Newman stood there with his hand on the carriage-door listening to this consolatory murmur with an unlighted eye. He hardly knew what Madame de Bellegarde was saying; he was only conscious that she was chattering ineffectively. But suddenly it occurred to him that, with her pretty professions, there was a way of making her effective; she might help him to get at the old woman and the marquis. “They are coming back soon—your companions?” he said. “You are waiting for them?”
“They will hear the mass out; there is nothing to keep them longer. Claire has refused to see them.”
“I want to speak to them,” said Newman; “and you can help me, you can do me a favor. Delay your return for five minutes and give me a chance at them. I will wait for them here.”
Madame de Bellegarde clasped her hands with a tender grimace. “My poor friend, what do you want to do to them? To beg them to come back to you? It will be wasted words. They will never come back!”
“I want to speak to them, all the same. Pray do what I ask you. Stay away and leave them to me for five minutes; you needn’t be afraid; I shall not be violent; I am very quiet.”
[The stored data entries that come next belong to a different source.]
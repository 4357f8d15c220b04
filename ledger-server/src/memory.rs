//! In-memory store adapters
//!
//! The second backend behind the store seams: mutex-guarded maps with
//! the same contracts as the Postgres adapters. Tests run against
//! these; they also carry the tamper/corruption hooks that the real
//! ledger forbids by construction.

use std::collections::{HashMap, HashSet};
use std::sync::{Arc, Mutex};

use async_trait::async_trait;
use uuid::Uuid;

use crate::error::{LedgerError, LedgerResult};
use crate::store::{
    AdminStore, DlqStore, LedgerStore, ObjectStore, OutboxStore, ReportStore,
};
use crate::types::{
    DlqEntry, ExportManifest, IntegrityReport, LedgerEvent, NewLedgerEvent, OutboxEntry,
    OutboxStatus,
};
use shared::util::now_millis;

fn injected_db_error(msg: &str) -> LedgerError {
    LedgerError::Database(sqlx::Error::Protocol(msg.to_string()))
}

// ── MemoryOutboxStore ─────────────────────────────────────────

#[derive(Default)]
pub struct MemoryOutboxStore {
    rows: Mutex<Vec<OutboxEntry>>,
}

impl MemoryOutboxStore {
    pub fn new() -> Self {
        Self::default()
    }

    /// Snapshot of one row, for assertions
    pub fn get(&self, id: Uuid) -> Option<OutboxEntry> {
        self.rows
            .lock()
            .expect("outbox lock")
            .iter()
            .find(|r| r.id == id)
            .cloned()
    }

    /// Force a row's lease into the past, simulating a crashed worker
    pub fn expire_lease(&self, id: Uuid) {
        let mut rows = self.rows.lock().expect("outbox lock");
        if let Some(row) = rows.iter_mut().find(|r| r.id == id) {
            row.lease_expires_at = Some(now_millis() - 1);
        }
    }

    pub(crate) fn set_processed(&self, id: Uuid) {
        let mut rows = self.rows.lock().expect("outbox lock");
        if let Some(row) = rows.iter_mut().find(|r| r.id == id) {
            row.status = OutboxStatus::Processed;
        }
    }
}

#[async_trait]
impl OutboxStore for MemoryOutboxStore {
    async fn enqueue(
        &self,
        tenant_id: &str,
        event_type: &str,
        payload: serde_json::Value,
        actor: Option<&str>,
        max_attempts: i32,
    ) -> LedgerResult<OutboxEntry> {
        let entry = OutboxEntry {
            id: Uuid::new_v4(),
            tenant_id: tenant_id.to_string(),
            event_type: event_type.to_string(),
            payload,
            actor: actor.map(str::to_string),
            attempts: 0,
            max_attempts,
            status: OutboxStatus::Pending,
            created_at: now_millis(),
            claimed_by: None,
            claimed_at: None,
            lease_expires_at: None,
            last_error: None,
        };
        self.rows.lock().expect("outbox lock").push(entry.clone());
        Ok(entry)
    }

    async fn claim_batch(
        &self,
        limit: i64,
        worker_id: &str,
        lease_ms: i64,
    ) -> LedgerResult<Vec<OutboxEntry>> {
        let now = now_millis();
        let mut rows = self.rows.lock().expect("outbox lock");

        // tenants with a live claim are off-limits to everyone
        let busy: HashSet<String> = rows
            .iter()
            .filter(|r| {
                r.status == OutboxStatus::Claimed
                    && r.lease_expires_at.is_some_and(|exp| exp > now)
            })
            .map(|r| r.tenant_id.clone())
            .collect();

        let mut claimable: Vec<usize> = rows
            .iter()
            .enumerate()
            .filter(|(_, r)| {
                let reclaimable = r.status == OutboxStatus::Claimed
                    && r.lease_expires_at.is_some_and(|exp| exp <= now);
                (r.status == OutboxStatus::Pending || reclaimable)
                    && !busy.contains(&r.tenant_id)
            })
            .map(|(i, _)| i)
            .collect();
        claimable.sort_by_key(|&i| (rows[i].tenant_id.clone(), rows[i].created_at));
        claimable.truncate(limit.max(0) as usize);

        let mut claimed = Vec::with_capacity(claimable.len());
        for i in claimable {
            let row = &mut rows[i];
            row.status = OutboxStatus::Claimed;
            row.claimed_by = Some(worker_id.to_string());
            row.claimed_at = Some(now);
            row.lease_expires_at = Some(now + lease_ms);
            claimed.push(row.clone());
        }
        Ok(claimed)
    }

    async fn mark_failed(&self, id: Uuid, error: &str) -> LedgerResult<OutboxEntry> {
        let mut rows = self.rows.lock().expect("outbox lock");
        let row = rows
            .iter_mut()
            .find(|r| r.id == id)
            .ok_or_else(|| LedgerError::NotFound(format!("OutboxEntry {id}")))?;
        row.attempts += 1;
        row.last_error = Some(error.to_string());
        row.status = OutboxStatus::Pending;
        row.claimed_by = None;
        row.claimed_at = None;
        row.lease_expires_at = None;
        Ok(row.clone())
    }

    async fn mark_dead(&self, id: Uuid) -> LedgerResult<()> {
        let mut rows = self.rows.lock().expect("outbox lock");
        if let Some(row) = rows.iter_mut().find(|r| r.id == id) {
            row.status = OutboxStatus::Dead;
            row.claimed_by = None;
            row.lease_expires_at = None;
        }
        Ok(())
    }

    async fn count_pending(&self) -> LedgerResult<u64> {
        let now = now_millis();
        let rows = self.rows.lock().expect("outbox lock");
        Ok(rows
            .iter()
            .filter(|r| {
                r.status == OutboxStatus::Pending
                    || (r.status == OutboxStatus::Claimed
                        && r.lease_expires_at.is_some_and(|exp| exp <= now))
            })
            .count() as u64)
    }

    async fn count_dead(&self) -> LedgerResult<u64> {
        let rows = self.rows.lock().expect("outbox lock");
        Ok(rows.iter().filter(|r| r.status == OutboxStatus::Dead).count() as u64)
    }
}

// ── MemoryLedgerStore ─────────────────────────────────────────

pub struct MemoryLedgerStore {
    outbox: Arc<MemoryOutboxStore>,
    events: Mutex<HashMap<String, Vec<LedgerEvent>>>,
    /// Event types whose append should fail (failure injection)
    fail_event_types: Mutex<HashSet<String>>,
}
“Yes, you look very quiet! If they had le cœur tendre you would move them. But they haven’t! However, I will do better for you than what you propose. The understanding is not that I shall come back for them. I am going into the Parc Monceau with my little girl to give her a walk, and my mother-in-law, who comes so rarely into this quarter, is to profit by the same opportunity to take the air. We are to wait for her in the park, where my husband is to bring her to us. Follow me now; just within the gates I shall get out of my carriage. Sit down on a chair in some quiet corner and I will bring them near you. There’s devotion for you! Le reste vous regarde.”
This proposal seemed to Newman extremely felicitous; it revived his drooping spirit, and he reflected that Madame Urbain was not such a goose as she seemed. He promised immediately to overtake her, and the carriage drove away.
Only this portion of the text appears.